Urge la electromovilidad

El sector transporte es el segundo mayor generador de GEI en el mundo. Contribuyó con 14.2 % de las emisiones totales en 2018. El sector energético (generador de energía eléctrica, calor, transporte e industria manufacturera y construcción, subsectores) es responsable de 70.0 % de las emisiones globales, estimadas en 50.0 GtCO2e. Significa que 7.1 GtCO2e son emitidas anualmente por el transporte (aviones, embarcaciones, camiones de carga y automóviles).

Los últimos datos disponibles sobre el número de autos que circulan en el planeta rondan los 1,500 millones. Pero el total, tanto de gasolina como de diésel, puede ser de más de 1,600 millones.

En México, en 1980, circulaban 5.46 millones de vehículos automotores y, en 2025, fueron 54.2 millones, un crecimiento de 10 veces en 45 años. La electromovilidad en transporte es indispensable para reducir nuestras emisiones de GEI.

Toyota aportó su auto híbrido Prius en Japón, en 1997, y, en 2000, al mundo entero. Es un modelo con un motor pequeño de gasolina, otros eléctricos y pilas. Elon Musk, en 2008, presentó un vehículo tipo 100 % eléctrico (Tesla Roadster de 250 CV, batería de 53 kWh, autonomía/360 km y aceleración de 0 a 100 km/h/en 3.9 segundos, con una velocidad máxima de 201 km/h).
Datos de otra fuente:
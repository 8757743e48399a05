use std::io::Cursor;

use base64::Engine as _;

use crate::foundation::error::{StoryreelError, StoryreelResult};

/// Fixed output rate of the narration service for headerless PCM.
pub const NARRATION_SAMPLE_RATE: u32 = 24_000;

/// Internal mixing sample rate used by the audio graph and all exports.
pub const MIX_SAMPLE_RATE: u32 = 48_000;

/// Declared encoding of narration bytes.
#[derive(Clone, Copy, Debug, Default, PartialEq, Eq, serde::Serialize, serde::Deserialize)]
#[serde(rename_all = "snake_case")]
pub enum NarrationEncoding {
    /// Container if it parses, headerless PCM otherwise.
    #[default]
    Auto,
    /// RIFF/WAVE container.
    Wav,
    /// Headerless signed 16-bit little-endian mono PCM at [`NARRATION_SAMPLE_RATE`].
    RawPcm16,
    /// Base64 text wrapping a RIFF/WAVE container.
    Base64Wav,
    /// Base64 text wrapping headerless 16-bit PCM.
    Base64Pcm16,
}

#[derive(Clone, Debug, PartialEq)]
/// Decoded interleaved floating-point PCM.
pub struct AudioPcm {
    /// Sample rate in Hz.
    pub sample_rate: u32,
    /// Channel count.
    pub channels: u16,
    /// Interleaved `f32` PCM samples.
    pub interleaved_f32: Vec<f32>,
}

impl AudioPcm {
    /// Number of sample frames (samples per channel).
    pub fn frames(&self) -> usize {
        if self.channels == 0 {
            return 0;
        }
        self.interleaved_f32.len() / usize::from(self.channels)
    }

    /// Intrinsic duration in seconds.
    pub fn duration_secs(&self) -> f64 {
        if self.sample_rate == 0 {
            return 0.0;
        }
        (self.frames() as f64) / f64::from(self.sample_rate)
    }

    fn check_usable(&self) -> Result<(), String> {
        if self.sample_rate == 0 || self.channels == 0 {
            return Err("zero sample rate or channel count".to_owned());
        }
        if self.frames() == 0 {
            return Err("zero-length sample data".to_owned());
        }
        if self.interleaved_f32.iter().any(|s| !s.is_finite()) {
            return Err("non-finite sample data".to_owned());
        }
        Ok(())
    }
}

/// Decode narration bytes into a uniform sample buffer.
///
/// Strict container decoding is attempted first. When it fails, the bytes are reinterpreted as
/// headerless 16-bit PCM at [`NARRATION_SAMPLE_RATE`], since some synthesis backends return raw
/// PCM that container parsers reject. Only when both interpretations yield no usable samples is a
/// [`StoryreelError::Decode`] returned.
pub fn decode_narration(bytes: &[u8], encoding: NarrationEncoding) -> StoryreelResult<AudioPcm> {
    let unwrapped;
    let (bytes, encoding) = match encoding {
        NarrationEncoding::Base64Wav => {
            unwrapped = decode_base64(bytes)?;
            (unwrapped.as_slice(), NarrationEncoding::Wav)
        }
        NarrationEncoding::Base64Pcm16 => {
            unwrapped = decode_base64(bytes)?;
            (unwrapped.as_slice(), NarrationEncoding::RawPcm16)
        }
        other => (bytes, other),
    };

    let strict_err = match encoding {
        NarrationEncoding::RawPcm16 => "declared headerless".to_owned(),
        _ => match decode_wav(bytes) {
            Ok(pcm) => return Ok(pcm),
            Err(e) => e.to_string(),
        },
    };

    let fallback = decode_pcm16_le(bytes, NARRATION_SAMPLE_RATE, 1);
    match fallback.check_usable() {
        Ok(()) => {
            tracing::debug!(
                strict = %strict_err,
                frames = fallback.frames(),
                "narration decoded as headerless pcm16"
            );
            Ok(fallback)
        }
        Err(fallback_err) => Err(StoryreelError::decode(format!(
            "narration audio unusable (container: {strict_err}; raw pcm16: {fallback_err})"
        ))),
    }
}

/// Strictly decode a RIFF/WAVE container (integer PCM up to 32 bits, or 32-bit float).
pub fn decode_wav(bytes: &[u8]) -> StoryreelResult<AudioPcm> {
    let mut reader = hound::WavReader::new(Cursor::new(bytes))
        .map_err(|e| StoryreelError::decode(format!("wav header: {e}")))?;
    let spec = reader.spec();

    let interleaved_f32: Vec<f32> = match spec.sample_format {
        hound::SampleFormat::Float => reader
            .samples::<f32>()
            .collect::<Result<_, _>>()
            .map_err(|e| StoryreelError::decode(format!("wav float samples: {e}")))?,
        hound::SampleFormat::Int => {
            if spec.bits_per_sample == 0 || spec.bits_per_sample > 32 {
                return Err(StoryreelError::decode(format!(
                    "unsupported wav bit depth {}",
                    spec.bits_per_sample
                )));
            }
            let scale = 1.0 / (1u64 << (spec.bits_per_sample - 1)) as f32;
            reader
                .samples::<i32>()
                .map(|s| s.map(|v| v as f32 * scale))
                .collect::<Result<_, _>>()
                .map_err(|e| StoryreelError::decode(format!("wav int samples: {e}")))?
        }
    };

    let pcm = AudioPcm {
        sample_rate: spec.sample_rate,
        channels: spec.channels,
        interleaved_f32,
    };
    pcm.check_usable().map_err(StoryreelError::decode)?;
    Ok(pcm)
}

/// Reinterpret bytes as signed 16-bit little-endian PCM. An odd trailing byte is dropped.
pub fn decode_pcm16_le(bytes: &[u8], sample_rate: u32, channels: u16) -> AudioPcm {
    let interleaved_f32 = bytes
        .chunks_exact(2)
        .map(|b| f32::from(i16::from_le_bytes([b[0], b[1]])) / 32768.0)
        .collect();
    AudioPcm {
        sample_rate,
        channels,
        interleaved_f32,
    }
}

fn decode_base64(bytes: &[u8]) -> StoryreelResult<Vec<u8>> {
    let compact: Vec<u8> = bytes
        .iter()
        .copied()
        .filter(|b| !b.is_ascii_whitespace())
        .collect();
    base64::engine::general_purpose::STANDARD
        .decode(&compact)
        .map_err(|e| StoryreelError::decode(format!("invalid base64 narration: {e}")))
}

#[cfg(test)]
#[path = "../../tests/unit/audio/decode.rs"]
mod tests;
Son los pioneros de la electromovilidad en transporte urbano en el mundo. Además, Musk rompió el monopolio de las petroleras y de sus socias, las armadoras estadounidenses, en el control mundial del mercado de autos.

Afortunadamente, en los últimos 10 años hemos vivido una veloz carrera tecnológica de casi todas las marcas de autos; ahora los hay híbridos y eléctricos, con baterías de iones de litio (como carbonato o hidróxido), que contienen cobalto, níquel, manganeso, oxígeno y, recientemente, fosfato de hierro/litio.